CIOs and end users working lockstep
New apps for work are gaining traction and growing quickly among employees, which has not been the norm for many established businesses. “As opposed to what maybe historically has been more of a top-down model, now you have the end users at a company and the CIO working in an almost lockstep partnership,” Sabet says. “As a result, I think these [apps] are getting widely deployed and widely used.”
Developers and entrepreneurs want to build products that people use every day, but the path to massive adoption in the workplace has been riddled with complexities and concerns over privacy and security. Those challenges have been largely resolved or overcome by a new class of apps and a cloud-based infrastructure that adheres to privacy and security compliance, according to Sabet.
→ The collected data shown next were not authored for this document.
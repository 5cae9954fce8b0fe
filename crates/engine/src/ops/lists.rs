//! List operations: create, browse, rename, join, delete.

use sea_orm::{ActiveValue, QueryFilter, QueryOrder, QuerySelect, prelude::*};
use uuid::Uuid;

use crate::{
    EngineError, Payment, ResultEngine, list_members,
    lists::{self, List},
    util::generate_share_code,
};

use super::{Engine, normalize_required_name};

impl Engine {
    /// Creates a list owned by `user_id`, with the creator as its first
    /// member and a fresh share code for inviting others.
    pub async fn create_list(&self, name: &str, user_id: &str) -> ResultEngine<List> {
        let name = normalize_required_name(name, "list name")?;
        let user_id = user_id.to_string();
        self.with_tx(|engine, db_tx| {
            Box::pin(async move {
                let creator = engine.require_user_exists(db_tx, user_id.as_str()).await?;

                let list = List {
                    id: Uuid::new_v4().to_string(),
                    name,
                    creator: user_id.clone(),
                    share_code: generate_share_code(),
                    total_amount_minor: 0,
                    members: vec![creator.into()],
                };

                lists::ActiveModel::from(&list).insert(db_tx).await?;
                list_members::ActiveModel {
                    list_id: ActiveValue::Set(list.id.clone()),
                    user_id: ActiveValue::Set(user_id),
                }
                .insert(db_tx)
                .await?;

                Ok(list)
            })
        })
        .await
    }

    /// Lists the user is a member of, paginated (1-based page).
    pub async fn lists_for_user(
        &self,
        user_id: &str,
        page: u64,
        limit: u64,
    ) -> ResultEngine<Vec<List>> {
        let user_id = user_id.to_string();
        let page = page.max(1);
        self.with_tx(|engine, db_tx| {
            Box::pin(async move {
                engine.require_user_exists(db_tx, user_id.as_str()).await?;

                let memberships = list_members::Entity::find()
                    .filter(list_members::Column::UserId.eq(user_id))
                    .all(db_tx)
                    .await?;
                let list_ids: Vec<String> =
                    memberships.into_iter().map(|row| row.list_id).collect();

                let models = lists::Entity::find()
                    .filter(lists::Column::Id.is_in(list_ids))
                    .order_by_asc(lists::Column::Id)
                    .offset((page - 1) * limit)
                    .limit(limit)
                    .all(db_tx)
                    .await?;

                let mut out = Vec::with_capacity(models.len());
                for model in models {
                    let mut list = List::from(model);
                    list.members = engine.load_members(db_tx, &list.id).await?;
                    out.push(list);
                }
                Ok(out)
            })
        })
        .await
    }

    /// One list with members and full payment history.
    pub async fn list_detail(
        &self,
        list_id: &str,
        user_id: &str,
    ) -> ResultEngine<(List, Vec<Payment>)> {
        let list_id = list_id.to_string();
        let user_id = user_id.to_string();
        self.with_tx(|engine, db_tx| {
            Box::pin(async move {
                let model = engine
                    .require_list_member(db_tx, list_id.as_str(), user_id.as_str())
                    .await?;

                let mut list = List::from(model);
                list.members = engine.load_members(db_tx, list_id.as_str()).await?;
                let payments = engine.load_payments(db_tx, list_id.as_str()).await?;
                Ok((list, payments))
            })
        })
        .await
    }

    /// Renames a list (any member).
    pub async fn rename_list(&self, list_id: &str, name: &str, user_id: &str) -> ResultEngine<()> {
        let list_id = list_id.to_string();
        let name = normalize_required_name(name, "list name")?;
        let user_id = user_id.to_string();
        self.with_tx(|engine, db_tx| {
            Box::pin(async move {
                engine
                    .require_list_member(db_tx, list_id.as_str(), user_id.as_str())
                    .await?;

                lists::ActiveModel {
                    id: ActiveValue::Set(list_id),
                    name: ActiveValue::Set(name),
                    ..Default::default()
                }
                .update(db_tx)
                .await?;
                Ok(())
            })
        })
        .await
    }

    /// Joins a list by its share code. Joining a list you already belong to
    /// is a no-op success.
    pub async fn join_list(&self, share_code: &str, user_id: &str) -> ResultEngine<List> {
        let share_code = share_code.to_string();
        let user_id = user_id.to_string();
        self.with_tx(|engine, db_tx| {
            Box::pin(async move {
                engine.require_user_exists(db_tx, user_id.as_str()).await?;

                let model = lists::Entity::find()
                    .filter(lists::Column::ShareCode.eq(share_code))
                    .one(db_tx)
                    .await?
                    .ok_or_else(|| {
                        EngineError::KeyNotFound("no list with this code".to_string())
                    })?;

                let already_member =
                    list_members::Entity::find_by_id((model.id.clone(), user_id.clone()))
                        .one(db_tx)
                        .await?
                        .is_some();
                if !already_member {
                    list_members::ActiveModel {
                        list_id: ActiveValue::Set(model.id.clone()),
                        user_id: ActiveValue::Set(user_id),
                    }
                    .insert(db_tx)
                    .await?;
                }

                let mut list = List::from(model);
                list.members = engine.load_members(db_tx, &list.id).await?;
                Ok(list)
            })
        })
        .await
    }

    /// Deletes a list (creator only). Memberships, payments and their
    /// `paid_by` entries go with it via the schema's cascades.
    pub async fn delete_list(&self, list_id: &str, user_id: &str) -> ResultEngine<()> {
        let list_id = list_id.to_string();
        let user_id = user_id.to_string();
        self.with_tx(|engine, db_tx| {
            Box::pin(async move {
                engine
                    .require_list_creator(db_tx, list_id.as_str(), user_id.as_str())
                    .await?;

                lists::Entity::delete_by_id(list_id).exec(db_tx).await?;
                Ok(())
            })
        })
        .await
    }
}
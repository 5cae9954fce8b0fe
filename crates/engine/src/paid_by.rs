//! Per-member contribution entries.
//!
//! One row per (payment, member) pair: the share of the payment's cost
//! attributed to that member. The settlement pipeline reads nothing else.

use sea_orm::{ActiveValue, entity::prelude::*};
use serde::{Deserialize, Serialize};
use uuid::Uuid;

/// One member's contribution toward one payment. `amount_minor >= 0`.
#[derive(Clone, Debug, PartialEq, Eq, Serialize, Deserialize)]
pub struct PaidByEntry {
    pub member: String,
    pub amount_minor: i64,
}

#[derive(Clone, Debug, PartialEq, DeriveEntityModel)]
#[sea_orm(table_name = "paid_by_entries")]
pub struct Model {
    #[sea_orm(primary_key, auto_increment = false)]
    pub id: String,
    pub payment_id: String,
    pub member: String,
    pub amount_minor: i64,
}

#[derive(Copy, Clone, Debug, EnumIter, DeriveRelation)]
pub enum Relation {
    #[sea_orm(
        belongs_to = "super::payments::Entity",
        from = "Column::PaymentId",
        to = "super::payments::Column::Id",
        on_update = "NoAction",
        on_delete = "Cascade"
    )]
    Payments,
    #[sea_orm(
        belongs_to = "super::users::Entity",
        from = "Column::Member",
        to = "super::users::Column::Username",
        on_update = "NoAction",
        on_delete = "Cascade"
    )]
    Users,
}

impl Related<super::payments::Entity> for Entity {
    fn to() -> RelationDef {
        Relation::Payments.def()
    }
}

impl Related<super::users::Entity> for Entity {
    fn to() -> RelationDef {
        Relation::Users.def()
    }
}

impl ActiveModelBehavior for ActiveModel {}

impl Model {
    /// Builds the row for one entry of a payment.
    pub(crate) fn active_for(payment_id: Uuid, entry: &PaidByEntry) -> ActiveModel {
        ActiveModel {
            id: ActiveValue::Set(Uuid::new_v4().to_string()),
            payment_id: ActiveValue::Set(payment_id.to_string()),
            member: ActiveValue::Set(entry.member.clone()),
            amount_minor: ActiveValue::Set(entry.amount_minor),
        }
    }
}

impl From<Model> for PaidByEntry {
    fn from(model: Model) -> Self {
        Self {
            member: model.member,
            amount_minor: model.amount_minor,
        }
    }
}
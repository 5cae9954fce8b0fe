use std::{future::Future, pin::Pin};

use sea_orm::{DatabaseConnection, DatabaseTransaction, TransactionTrait};

use crate::{EngineError, ResultEngine};

mod access;
mod lists;
mod payments;
mod reports;
mod users;

pub use reports::MemberSpend;

type TxFuture<'t, T> = Pin<Box<dyn Future<Output = ResultEngine<T>> + Send + 't>>;

#[derive(Debug)]
pub struct Engine {
    database: DatabaseConnection,
}

impl Engine {
    /// Return a builder for `Engine`. Help to build the struct.
    pub fn builder() -> EngineBuilder {
        EngineBuilder::default()
    }

    /// Run a block inside a DB transaction, committing on success. On error
    /// the transaction is dropped and rolls back.
    pub(crate) async fn with_tx<T, F>(&self, f: F) -> ResultEngine<T>
    where
        F: for<'t> FnOnce(&'t Engine, &'t DatabaseTransaction) -> TxFuture<'t, T>,
    {
        let db_tx = self.database.begin().await?;
        match f(self, &db_tx).await {
            Ok(value) => {
                db_tx.commit().await?;
                Ok(value)
            }
            Err(err) => Err(err),
        }
    }
}

fn normalize_required_name(value: &str, label: &str) -> ResultEngine<String> {
    let trimmed = value.trim();
    if trimmed.is_empty() {
        return Err(EngineError::InvalidAmount(format!(
            "{label} must not be empty"
        )));
    }
    Ok(trimmed.to_string())
}

/// The builder for `Engine`
#[derive(Default)]
pub struct EngineBuilder {
    database: DatabaseConnection,
}

impl EngineBuilder {
    /// Pass the required database
    pub fn database(mut self, db: DatabaseConnection) -> EngineBuilder {
        self.database = db;
        self
    }

    /// Construct `Engine`
    pub async fn build(self) -> ResultEngine<Engine> {
        Ok(Engine {
            database: self.database,
        })
    }
}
“Cloud is getting a level of comfort it never had before, and not just because CIOs are waking up to it,” he says. “There were legitimate concerns that CIOs had and I think these cloud companies got smarter about enterprise requirements, which gave people more confidence in the cloud. You see this virtuous cycle and then you have radical innovation on the app side of the enterprise. I think the combination has been quite powerful.”